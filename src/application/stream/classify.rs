use crate::application::agent::{AgentChunk, ChunkChannel};
use serde_json::Value;

/// Every chunk the agent loop can emit, reduced to a closed set of shapes.
/// Downstream code matches exhaustively; unknown payloads land in
/// `Unrecognized` with the raw value preserved for logging.
#[derive(Debug, Clone, PartialEq)]
pub enum AgentEvent {
    /// An incremental piece of assistant text.
    Token(String),
    /// A mid-stream full-state snapshot.
    Snapshot(Value),
    /// The agent asked for a tool invocation.
    ToolCall { name: String, arguments: Value },
    /// The final full-state snapshot; the stream is over.
    Terminal(Value),
    /// Anything else, kept verbatim. Never an error.
    Unrecognized(Value),
}

/// Classifies one chunk. Pure and total: no payload shape can fail it.
///
/// Priority: incremental text first, then snapshot state, then tool-call
/// records, then the catch-all.
pub fn classify(chunk: &AgentChunk) -> AgentEvent {
    match chunk.channel {
        ChunkChannel::Incremental => {
            if let Some(text) = incremental_text(&chunk.payload) {
                return AgentEvent::Token(text);
            }
        }
        ChunkChannel::Snapshot => {
            if let Some(map) = chunk.payload.as_object() {
                if map.contains_key("messages") {
                    return if is_terminal(&chunk.payload) {
                        AgentEvent::Terminal(chunk.payload.clone())
                    } else {
                        AgentEvent::Snapshot(chunk.payload.clone())
                    };
                }
            }
        }
    }

    if let Some((name, arguments)) = tool_record(&chunk.payload) {
        return AgentEvent::ToolCall { name, arguments };
    }

    AgentEvent::Unrecognized(chunk.payload.clone())
}

/// Incremental payloads arrive either as the channel-tagged tuple
/// `["messages", [ { content } ]]` or as a bare mapping with a `content`
/// or `delta` string.
fn incremental_text(payload: &Value) -> Option<String> {
    if let Some(items) = payload.as_array() {
        if items.first().and_then(Value::as_str) == Some("messages") {
            let chunks = items.get(1)?.as_array()?;
            let first = chunks.first()?;
            if let Some(text) = first.as_str() {
                return Some(text.to_string());
            }
            return message_text(first);
        }
        return None;
    }
    message_text(payload)
}

fn message_text(payload: &Value) -> Option<String> {
    let map = payload.as_object()?;
    for key in ["content", "delta"] {
        if let Some(text) = map.get(key).and_then(Value::as_str) {
            return Some(text.to_string());
        }
    }
    None
}

fn is_terminal(payload: &Value) -> bool {
    payload
        .get("done")
        .and_then(Value::as_bool)
        .unwrap_or(false)
        || payload.get("final").is_some()
}

fn tool_record(payload: &Value) -> Option<(String, Value)> {
    let map = payload.as_object()?;
    let record = map.get("tool_call").and_then(Value::as_object).or({
        if map.contains_key("name") && map.contains_key("arguments") {
            Some(map)
        } else {
            None
        }
    })?;
    let name = record.get("name")?.as_str()?.to_string();
    let arguments = record.get("arguments").cloned().unwrap_or(Value::Null);
    Some((name, arguments))
}
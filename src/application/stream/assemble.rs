use super::classify::{AgentEvent, classify};
use super::extract::{extract_text, strip_json_fence};
use crate::application::agent::AgentChunk;
use futures::{Stream, StreamExt, pin_mut};
use serde_json::Value;
use tracing::debug;

/// Drains the whole chunk sequence and returns one assembled answer.
/// Fragments are appended in emission order with their newlines stripped.
/// When the agent never produced an incremental token, the final snapshot's
/// text stands in, so snapshot-only providers still get an answer out.
pub async fn collect_buffered<S>(chunks: S) -> String
where
    S: Stream<Item = AgentChunk>,
{
    pin_mut!(chunks);
    let mut collected = String::new();
    let mut saw_token = false;
    let mut last_terminal: Option<Value> = None;

    while let Some(chunk) = chunks.next().await {
        match classify(&chunk) {
            AgentEvent::Token(text) => {
                saw_token = true;
                let fragment = extract_text(&Value::String(text));
                collected.push_str(&fragment.replace('\n', ""));
            }
            AgentEvent::Terminal(state) => last_terminal = Some(state),
            AgentEvent::ToolCall { name, .. } => {
                debug!(tool = %name, "Agent requested a tool mid-response");
            }
            AgentEvent::Snapshot(_) => {}
            AgentEvent::Unrecognized(raw) => {
                debug!(payload = %raw, "Skipping unrecognized agent chunk");
            }
        }
    }

    if !saw_token {
        if let Some(state) = last_terminal {
            collected = terminal_text(&state).replace('\n', "");
        }
    }
    collected
}

/// Forwards one plain-text fragment per chunk as soon as it is classified;
/// nothing is buffered beyond the fragment in flight. Events that carry no
/// user-facing text degrade to an empty fragment, which is elided rather
/// than written, so one bad chunk never ends the stream.
pub fn fragment_stream<S>(chunks: S) -> impl Stream<Item = String>
where
    S: Stream<Item = AgentChunk>,
{
    chunks.filter_map(|chunk| async move {
        let fragment = match classify(&chunk) {
            AgentEvent::Token(text) => extract_text(&Value::String(text)),
            AgentEvent::ToolCall { name, .. } => {
                debug!(tool = %name, "Agent requested a tool mid-stream");
                String::new()
            }
            AgentEvent::Snapshot(_) | AgentEvent::Terminal(_) => String::new(),
            AgentEvent::Unrecognized(raw) => {
                debug!(payload = %raw, "Skipping unrecognized agent chunk");
                String::new()
            }
        };
        if fragment.is_empty() {
            None
        } else {
            Some(fragment)
        }
    })
}

/// Buffered answers go out best-effort decoded: fence-stripped, then parsed
/// as JSON when they parse, verbatim otherwise.
pub fn finalize_response(text: &str) -> Value {
    let unwrapped = strip_json_fence(text.trim());
    match serde_json::from_str::<Value>(unwrapped) {
        Ok(value) => value,
        Err(_) => Value::String(text.to_string()),
    }
}

fn terminal_text(state: &Value) -> String {
    let last = state
        .get("messages")
        .and_then(Value::as_array)
        .and_then(|messages| messages.last());
    match last {
        Some(message) => extract_text(message),
        None => String::new(),
    }
}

EXERCISE DETAILS
Print the material once more, exactly as it appears.

RESPONSE TO THE TASK
filename src/application/stream/classify.rs
use crate::application::agent::{AgentChunk, ChunkChannel};
use serde_json::Value;

/// Every chunk the agent loop can emit, reduced to a closed set of shapes.
/// Downstream code matches exhaustively; unknown payloads land in
/// `Unrecognized` with the raw value preserved for logging.
#[derive(Debug, Clone, PartialEq)]
pub enum AgentEvent {
    /// An incremental piece of assistant text.
    Token(String),
    /// A mid-stream full-state snapshot.
    Snapshot(Value),
    /// The agent asked for a tool invocation.
    ToolCall { name: String, arguments: Value },
    /// The final full-state snapshot; the stream is over.
    Terminal(Value),
    /// Anything else, kept verbatim. Never an error.
    Unrecognized(Value),
}

/// Classifies one chunk. Pure and total: no payload shape can fail it.
///
/// Priority: incremental text first, then snapshot state, then tool-call
/// records, then the catch-all.
pub fn classify(chunk: &AgentChunk) -> AgentEvent {
    match chunk.channel {
        ChunkChannel::Incremental => {
            if let Some(text) = incremental_text(&chunk.payload) {
                return AgentEvent::Token(text);
            }
        }
        ChunkChannel::Snapshot => {
            if let Some(map) = chunk.payload.as_object() {
                if map.contains_key("messages") {
                    return if is_terminal(&chunk.payload) {
                        AgentEvent::Terminal(chunk.payload.clone())
                    } else {
                        AgentEvent::Snapshot(chunk.payload.clone())
                    };
                }
            }
        }
    }

    if let Some((name, arguments)) = tool_record(&chunk.payload) {
        return AgentEvent::ToolCall { name, arguments };
    }

    AgentEvent::Unrecognized(chunk.payload.clone())
}

/// Incremental payloads arrive either as the channel-tagged tuple
/// `["messages", [ { content } ]]` or as a bare mapping with a `content`
/// or `delta` string.
fn incremental_text(payload: &Value) -> Option<String> {
    if let Some(items) = payload.as_array() {
        if items.first().and_then(Value::as_str) == Some("messages") {
            let chunks = items.get(1)?.as_array()?;
            let first = chunks.first()?;
            if let Some(text) = first.as_str() {
                return Some(text.to_string());
            }
            return message_text(first);
        }
        return None;
    }
    message_text(payload)
}

fn message_text(payload: &Value) -> Option<String> {
    let map = payload.as_object()?;
    for key in ["content", "delta"] {
        if let Some(text) = map.get(key).and_then(Value::as_str) {
            return Some(text.to_string());
        }
    }
    None
}

fn is_terminal(payload: &Value) -> bool {
    payload
        .get("done")
        .and_then(Value::as_bool)
        .unwrap_or(false)
        || payload.get("final").is_some()
}

fn tool_record(payload: &Value) -> Option<(String, Value)> {
    let map = payload.as_object()?;
    let record = map.get("tool_call").and_then(Value::as_object).or({
        if map.contains_key("name") && map.contains_key("arguments") {
            Some(map)
        } else {
            None
        }
    })?;
    let name = record.get("name")?.as_str()?.to_string();
    let arguments = record.get("arguments").cloned().unwrap_or(Value::Null);
    Some((name, arguments))
}
filename src/application/stream/assemble.rs
use super::classify::{AgentEvent, classify};
use super::extract::{extract_text, strip_json_fence};
use crate::application::agent::AgentChunk;
use futures::{Stream, StreamExt, pin_mut};
use serde_json::Value;
use tracing::debug;

/// Drains the whole chunk sequence and returns one assembled answer.
/// Fragments are appended in emission order with their newlines stripped.
/// When the agent never produced an incremental token, the final snapshot's
/// text stands in, so snapshot-only providers still get an answer out.
pub async fn collect_buffered<S>(chunks: S) -> String
where
    S: Stream<Item = AgentChunk>,
{
    pin_mut!(chunks);
    let mut collected = String::new();
    let mut saw_token = false;
    let mut last_terminal: Option<Value> = None;

    while let Some(chunk) = chunks.next().await {
        match classify(&chunk) {
            AgentEvent::Token(text) => {
                saw_token = true;
                let fragment = extract_text(&Value::String(text));
                collected.push_str(&fragment.replace('\n', ""));
            }
            AgentEvent::Terminal(state) => last_terminal = Some(state),
            AgentEvent::ToolCall { name, .. } => {
                debug!(tool = %name, "Agent requested a tool mid-response");
            }
            AgentEvent::Snapshot(_) => {}
            AgentEvent::Unrecognized(raw) => {
                debug!(payload = %raw, "Skipping unrecognized agent chunk");
            }
        }
    }

    if !saw_token {
        if let Some(state) = last_terminal {
            collected = terminal_text(&state).replace('\n', "");
        }
    }
    collected
}

/// Forwards one plain-text fragment per chunk as soon as it is classified;
/// nothing is buffered beyond the fragment in flight. Events that carry no
/// user-facing text degrade to an empty fragment, which is elided rather
/// than written, so one bad chunk never ends the stream.
pub fn fragment_stream<S>(chunks: S) -> impl Stream<Item = String>
where
    S: Stream<Item = AgentChunk>,
{
    chunks.filter_map(|chunk| async move {
        let fragment = match classify(&chunk) {
            AgentEvent::Token(text) => extract_text(&Value::String(text)),
            AgentEvent::ToolCall { name, .. } => {
                debug!(tool = %name, "Agent requested a tool mid-stream");
                String::new()
            }
            AgentEvent::Snapshot(_) | AgentEvent::Terminal(_) => String::new(),
            AgentEvent::Unrecognized(raw) => {
                debug!(payload = %raw, "Skipping unrecognized agent chunk");
                String::new()
            }
        };
        if fragment.is_empty() {
            None
        } else {
            Some(fragment)
        }
    })
}

/// Buffered answers go out best-effort decoded: fence-stripped, then parsed
/// as JSON when they parse, verbatim otherwise.
pub fn finalize_response(text: &str) -> Value {
    let unwrapped = strip_json_fence(text.trim());
    match serde_json::from_str::<Value>(unwrapped) {
        Ok(value) => value,
        Err(_) => Value::String(text.to_string()),
    }
}

fn terminal_text(state: &Value) -> String {
    let last = state
        .get("messages")
        .and_then(Value::as_array)
        .and_then(|messages| messages.last());
    match last {
        Some(message) => extract_text(message),
        None => String::new(),
    }
}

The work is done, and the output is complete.